As part of the design of a recently awarded rehabilitation project, the City specified the sliplining construction method using fiberglass pipes (Reinforced Polymer Mortar Pipe). The choice to use a slipline installation method was due to the existing flow conditions that eliminated that possibility of bypassing pumping. Los Angeles has used the slipline method of rehabilitation for its sewers for decades with round fiberglass pipes. It is recently where the City has started to use non-round fiberglass pipes for these sewer rehabilitation projects.
For this non-circular sewer rehabilitation project, the pipes are manufactured using a filament wound manufacturing method. The product is manufactured by winding resin saturated continuous fiberglass filaments around a mandrel along with the addition of chopped glass fibers and silica sand. The end result is a very dense laminate that maximizes the contribution from all three basic raw materials. The continuous glass fibers along with the chopped glass fibers are incorporated for high hoop strength and axial reinforcement. The sand component is used to provide increased stiffness to resist external loading from the soil above the pipe and ground water pressures. This unique manufacturing equipment allows for the application of special liner resins which can be modified depending on the performance requirements of the project.
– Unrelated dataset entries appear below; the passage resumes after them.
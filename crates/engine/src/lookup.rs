//! Cross-table lookups: membership in the mandatory-allocation table and the
//! usage-criteria double match.

use std::collections::HashMap;
use std::fmt;

use serde::Serialize;

use crate::aggregate::SummedMandatory;
use crate::model::{AmendmentCode, CriteriaRecord};
use crate::table::CellValue;

// ---------------------------------------------------------------------------
// Mandatory allocation
// ---------------------------------------------------------------------------

/// Whether a ledger amendment also appears in the mandatory-allocation table.
/// Only presence matters downstream; the amount is carried for the output.
#[derive(Debug, Clone, Copy, PartialEq, Eq, Serialize)]
#[serde(rename_all = "snake_case")]
pub enum MandatoryPortion {
    Present(i128),
    Absent,
}

impl MandatoryPortion {
    pub fn is_present(&self) -> bool {
        matches!(self, Self::Present(_))
    }

    /// Output cell: the mandatory total, or `-` when the code is absent.
    pub fn to_cell(self) -> CellValue {
        match self {
            Self::Present(cents) => CellValue::from_cents(cents),
            Self::Absent => CellValue::Text("-".into()),
        }
    }
}

/// `code → MandatorySum` over the aggregated mandatory-allocation table.
#[derive(Debug, Clone, Default)]
pub struct MandatoryIndex {
    sums: HashMap<AmendmentCode, i128>,
}

impl MandatoryIndex {
    pub fn from_summed(rows: &[SummedMandatory]) -> Self {
        let sums = rows
            .iter()
            .map(|r| (r.record.code.clone(), r.mandatory_sum_cents))
            .collect();
        Self { sums }
    }

    /// Membership test on the table's keys, regardless of amount.
    pub fn contains(&self, code: &AmendmentCode) -> bool {
        self.sums.contains_key(code)
    }

    pub fn portion(&self, code: &AmendmentCode) -> MandatoryPortion {
        match self.sums.get(code) {
            Some(&cents) => MandatoryPortion::Present(cents),
            None => MandatoryPortion::Absent,
        }
    }

    pub fn len(&self) -> usize {
        self.sums.len()
    }

    pub fn is_empty(&self) -> bool {
        self.sums.is_empty()
    }
}

// ---------------------------------------------------------------------------
// Usage criteria
// ---------------------------------------------------------------------------

#[derive(Debug, Clone, Copy, PartialEq, Eq, Hash, Serialize)]
#[serde(rename_all = "snake_case")]
pub enum UsageId {
    /// Exactly one criteria row matches the unit and exactly one the action.
    Unique,
    /// Zero or several matches on either axis.
    NotUnique,
}

impl UsageId {
    pub fn code(self) -> u8 {
        match self {
            Self::Unique => 6,
            Self::NotUnique => 0,
        }
    }
}

impl fmt::Display for UsageId {
    fn fmt(&self, f: &mut fmt::Formatter<'_>) -> fmt::Result {
        write!(f, "{}", self.code())
    }
}

/// Match counts over the criteria table's unit and action columns. The two
/// columns are counted independently, as the spreadsheet's COUNTIF pair did.
#[derive(Debug, Clone, Default)]
pub struct CriteriaIndex {
    units: HashMap<i64, usize>,
    actions: HashMap<String, usize>,
}

impl CriteriaIndex {
    pub fn new(records: &[CriteriaRecord]) -> Self {
        let mut index = Self::default();
        for record in records {
            if let Some(unit) = record.unit {
                *index.units.entry(unit).or_insert(0) += 1;
            }
            if let Some(ref action) = record.action {
                *index.actions.entry(action.clone()).or_insert(0) += 1;
            }
        }
        index
    }

    pub fn unit_count(&self, unit: i64) -> usize {
        self.units.get(&unit).copied().unwrap_or(0)
    }

    pub fn action_count(&self, action: &str) -> usize {
        self.actions.get(action).copied().unwrap_or(0)
    }

    /// Ambiguous matches are not an error: more than one hit on either axis
    /// yields `NotUnique`, exactly like no hit at all.
    pub fn usage_id(&self, unit: i64, program: &str) -> UsageId {
        let unit_matches = self.unit_count(unit);
        let action_matches = self.action_count(action_suffix(program));
        if unit_matches == 1 && action_matches == 1 {
            UsageId::Unique
        } else {
            UsageId::NotUnique
        }
    }
}

/// Last four characters of a functional program (the action code). Shorter
/// strings are returned whole.
pub fn action_suffix(program: &str) -> &str {
    let program = program.trim_end();
    match program.char_indices().rev().nth(3) {
        Some((idx, _)) => &program[idx..],
        None => program,
    }
}
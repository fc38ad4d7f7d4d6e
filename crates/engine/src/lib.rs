//! `emendas-engine`: budget amendment decision engine.
//!
//! Pure engine crate: receives tables from a [`TableSource`], returns
//! decisioned tables to a [`TableSink`]. No file or workbook dependencies.

pub mod aggregate;
pub mod config;
pub mod decision;
pub mod error;
pub mod lookup;
pub mod model;
pub mod normalize;
pub mod pipeline;
pub mod source;
pub mod summary;
pub mod table;

pub use config::EmendasConfig;
pub use decision::{Decision, TableKind, Verdict};
pub use error::{EmendasError, Result};
pub use lookup::{MandatoryPortion, UsageId};
pub use pipeline::{Pipeline, ProcessedTables, RawInputs};
pub use source::{MemoryStore, TableSink, TableSource};
pub use summary::{RunReport, TableSummary};
pub use table::{CellValue, Table};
For manufacturing, the mandrel is custom fabricated to match the profile of the existing non-round sewer pipe. Using this manufacturing method, the pipe can be fabricated in practically any profile needed to match the shape of the existing sewer pipe. The profile of the mandrel is sized to allow a gap between the host pipe and the new fiberglass slipline pipe. Once the pipe is installed, this space is then filled with cellular grout through injection ports installed in the wall of the pipes.
The non-round fiberglass pipe are designed and manufactured in accordance with ASTM D3262, which is the standard specification of fiberglass sewer pipe. This standard requires that the pipe is corrosion resistant to combat the corrosive environment of an active sanitary sewer system. In addition, the pipes are designed to handle the axial loading conditions that are anticipated during the installation process. For slipline installations, the pipes are typically pushed into place in one continuous string of pipe. This requires that the pipe has the necessary allowable pushing forces to install the pipe inside the existing sewer pipe. One unique aspect on the exterior surface of the pipe is the “slides” or guides that are located on the lower quadrants of the pipe. The purpose of the “slides” is to help prevent rotation of the pipe material during the installation process.
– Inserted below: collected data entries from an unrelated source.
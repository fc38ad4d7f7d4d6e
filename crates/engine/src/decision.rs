//! Per-record decision: the three-way outcome, its verdict code, the usage
//! flag and the settled value.

use std::fmt;

use serde::Serialize;

use crate::aggregate::{GroupSums, SummedAmendment, SummedMandatory};
use crate::lookup::{CriteriaIndex, MandatoryIndex, MandatoryPortion, UsageId};

#[derive(Debug, Clone, Copy, PartialEq, Eq, Hash, PartialOrd, Ord, Serialize)]
#[serde(rename_all = "snake_case")]
pub enum Decision {
    Approved,
    PartiallyApproved,
    Rejected,
}

impl Decision {
    pub const ALL: [Decision; 3] = [Self::Approved, Self::PartiallyApproved, Self::Rejected];

    /// Value of the decision column.
    pub fn code(self) -> u8 {
        match self {
            Self::Approved => 1,
            Self::PartiallyApproved => 2,
            Self::Rejected => 3,
        }
    }

    /// Standard verdict written back as the formal outcome. Fixed policy.
    pub fn verdict_code(self) -> u8 {
        match self {
            Self::Approved => 1,
            Self::PartiallyApproved => 13,
            Self::Rejected => 38,
        }
    }
}

impl fmt::Display for Decision {
    fn fmt(&self, f: &mut fmt::Formatter<'_>) -> fmt::Result {
        match self {
            Self::Approved => write!(f, "approved"),
            Self::PartiallyApproved => write!(f, "partially_approved"),
            Self::Rejected => write!(f, "rejected"),
        }
    }
}

/// Which source table a record comes from.
#[derive(Debug, Clone, Copy, PartialEq, Eq, Serialize)]
#[serde(rename_all = "snake_case")]
pub enum TableKind {
    Ledger,
    /// Mandatory-allocation entries are approved unconditionally.
    Mandatory,
}

impl fmt::Display for TableKind {
    fn fmt(&self, f: &mut fmt::Formatter<'_>) -> fmt::Result {
        match self {
            Self::Ledger => write!(f, "ledger"),
            Self::Mandatory => write!(f, "mandatory"),
        }
    }
}

/// The decision rule. Depends only on the group's sums and on whether the
/// code is a key of the mandatory-allocation table.
pub fn decide(kind: TableKind, sums: GroupSums, in_mandatory_table: bool) -> Decision {
    if kind == TableKind::Mandatory {
        return Decision::Approved;
    }

    if sums.sectoral_cents != 0 {
        if sums.sectoral_cents == sums.requested_cents {
            Decision::Approved
        } else {
            Decision::PartiallyApproved
        }
    } else if in_mandatory_table {
        // Zero sectoral allocation, but a compulsory portion exists.
        Decision::PartiallyApproved
    } else {
        Decision::Rejected
    }
}

/// Everything the engine derives for one record.
#[derive(Debug, Clone, Copy, PartialEq, Eq, Serialize)]
pub struct Verdict {
    pub usage_id: UsageId,
    pub decision: Decision,
    /// Ledger rows only.
    pub mandatory_portion: Option<MandatoryPortion>,
    /// Settled amount. `None` for mandatory rows without a value column.
    pub value_cents: Option<i64>,
}

impl Verdict {
    pub fn verdict_code(&self) -> u8 {
        self.decision.verdict_code()
    }
}

pub struct DecisionEngine<'a> {
    mandatory: &'a MandatoryIndex,
    criteria: &'a CriteriaIndex,
}

impl<'a> DecisionEngine<'a> {
    pub fn new(mandatory: &'a MandatoryIndex, criteria: &'a CriteriaIndex) -> Self {
        Self { mandatory, criteria }
    }

    pub fn evaluate_ledger(&self, row: &SummedAmendment) -> Verdict {
        let record = &row.record;
        let portion = self.mandatory.portion(&record.code);
        Verdict {
            usage_id: self.criteria.usage_id(record.unit, &record.program),
            decision: decide(TableKind::Ledger, row.sums, self.mandatory.contains(&record.code)),
            mandatory_portion: Some(portion),
            value_cents: Some(record.sectoral_cents),
        }
    }

    pub fn evaluate_mandatory(&self, row: &SummedMandatory) -> Verdict {
        let record = &row.record;
        let sums = GroupSums {
            sectoral_cents: 0,
            requested_cents: row.mandatory_sum_cents,
        };
        Verdict {
            usage_id: self.criteria.usage_id(record.unit, &record.program),
            decision: decide(TableKind::Mandatory, sums, true),
            mandatory_portion: None,
            value_cents: record.value_cents,
        }
    }
}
The non-circular pipe is designed with a bell and spigot joints for connecting each segment. This gasketed joint system provides flexibility and sealing to prevent exfiltration of the sewer and infiltration of groundwater into the system. The bell of the joint system is also flush with the outside wall of the pipe to create a uniform pipe barrel from pipe segment to pipe segment.
The pipe manufactured for this project is Amiren non-circular fiberglass supplied by the Thompson Pipe Group. A total of 1,700 lf of the non-circular fiberglass slipline pipe has been delivered to the jobsite in 9-ft section lengths. Installation of the material is planned to begin this month and it is anticipated that all of the material will be installed over the next couple months. By using this product, the City is able to retain the original cross section and minimize the loss of hydraulic capacity while effectively rehabilitating the existing sewer line to prevent future failures.
Jeffrey LeBlanc, P.E. is director of engineering at Thompson Pipe Group, Zachary, La. Since 2004, LeBlanc has worked in the design, manufacture and installation of pipelines for water, sewer and hydropower utilities.